• EXERCISE DIRECTIONS:
Would you copy out each line of the records below that includes the word "snapshot"?

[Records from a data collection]
----------------------------------------

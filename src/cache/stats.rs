//! Hit/miss/eviction accounting shared by every cache layer.

use std::sync::atomic::{AtomicU64, Ordering};

use serde::Serialize;

/// Point-in-time counter snapshot for one cache layer.
#[derive(Debug, Clone, Copy, Default, PartialEq, Eq, Serialize)]
pub struct CacheStats {
    pub hits: u64,
    pub misses: u64,
    pub evictions: u64,
    /// Cumulative insertions, overwrites included.
    pub total: u64,
}

impl CacheStats {
    /// Number of lookups observed (hits plus misses).
    pub fn lookups(&self) -> u64 {
        self.hits + self.misses
    }

    /// Hit rate as a percentage in `0.0..=100.0`; zero when nothing was looked up.
    pub fn hit_rate(&self) -> f64 {
        let lookups = self.lookups();
        if lookups == 0 {
            return 0.0;
        }
        self.hits as f64 / lookups as f64 * 100.0
    }

    /// Hit rate rendered with two decimals and a percent sign, e.g. `"66.67%"`.
    pub fn hit_rate_display(&self) -> String {
        format!("{:.2}%", self.hit_rate())
    }
}

/// Counters for the semantic layers (response and query caches).
///
/// The TTL store keeps its counters inside its locked state instead; these layers only
/// need monotonic increments.
#[derive(Debug, Default)]
pub(crate) struct StatsCounters {
    hits: AtomicU64,
    misses: AtomicU64,
    evictions: AtomicU64,
    total: AtomicU64,
}

impl StatsCounters {
    pub(crate) fn record_hit(&self) {
        self.hits.fetch_add(1, Ordering::Relaxed);
    }

    pub(crate) fn record_miss(&self) {
        self.misses.fetch_add(1, Ordering::Relaxed);
    }

    pub(crate) fn record_insert(&self) {
        self.total.fetch_add(1, Ordering::Relaxed);
    }

    pub(crate) fn record_evictions(&self, count: u64) {
        if count > 0 {
            self.evictions.fetch_add(count, Ordering::Relaxed);
        }
    }

    pub(crate) fn snapshot(&self) -> CacheStats {
        CacheStats {
            hits: self.hits.load(Ordering::Relaxed),
            misses: self.misses.load(Ordering::Relaxed),
            evictions: self.evictions.load(Ordering::Relaxed),
            total: self.total.load(Ordering::Relaxed),
        }
    }
}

----------------------------------------

• ANSWER BOX:
/// Point-in-time counter snapshot for one cache layer.
    pub(crate) fn snapshot(&self) -> CacheStats {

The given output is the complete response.